While I live with controlled asthma, sometimes things are not so controlled when you have 3 kids that all seem to have different asthmatic triggers. I never know what the day is going to hold and when I am hit out of left field with a call from one of the kids schools that they have had an asthma attack I can then tell you how my day is gonna roll. Over the last 4 years I have come to the conclusion that my children, until the ages of 12 and Under are best served with the use of a nebulizer, rather than a spacer, and their meds, for the delivery of their asthmatic treatment medications. I have found that the medicine delivers better than the spacer and the inhalers themselves, at least for my kids 12 and under. e
What is a nebulizer? These are small compressors that carry air through a tube and forces the liquid meds(asthma treatments) through a face mask in the form of real light spray. While the mask is on the face it is then inhaled into the lungs and nose, which is where the medicine must travel in order to be effective.
Why use a medicine if you are not going to be able to get it it? When my children are having really bad asthma attacks and loads of coughing, it is nearly impossible for them to suck in, suck out and gather enough breathe, and deep enough to inhale their meds through the spacer or the inhaler, making it wasted medicine and of course there is no effect on how they feel. I prefer to let the medicine penetrate where it needs to in order to really help the kids out.
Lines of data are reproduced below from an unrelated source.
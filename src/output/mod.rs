mod exports;
mod progress;
mod styling;
mod summary;
mod tables;

pub use exports::{export_report, export_roster_csv, roster_file_name};
pub use progress::TerminalProgress;
pub use styling::{dim, magenta_bold};
pub use summary::{print_roster_summary, print_summary};

/// Prints the tool banner to stderr.
///
/// Displays the tool name, version, and description at the start of execution.
pub fn print_banner() {
    eprintln!(
        r"
{} {}
  {}
",
        magenta_bold("🧾 Payslip Collector"),
        dim(env!("CARGO_PKG_VERSION")),
        dim("Monthly and yearly payslip collection")
    );
}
We have tried over and over to use the nebulizer versus the inhaler and we have found a great difference in delivery and the end result a child that receives their medicine feel better more quickly. We generally use the nebulizer for the first few days, and once the kids are feeling able, we begin to use the straight inhaled medicine or the spacer.
*This is not a paid post, this is me sharing information, based on my knowledge of living with asthma and three children living with severe, controlled asthma *** I am not a Dr., and as with any medical problems, please check with your PCP and do not self-medicate.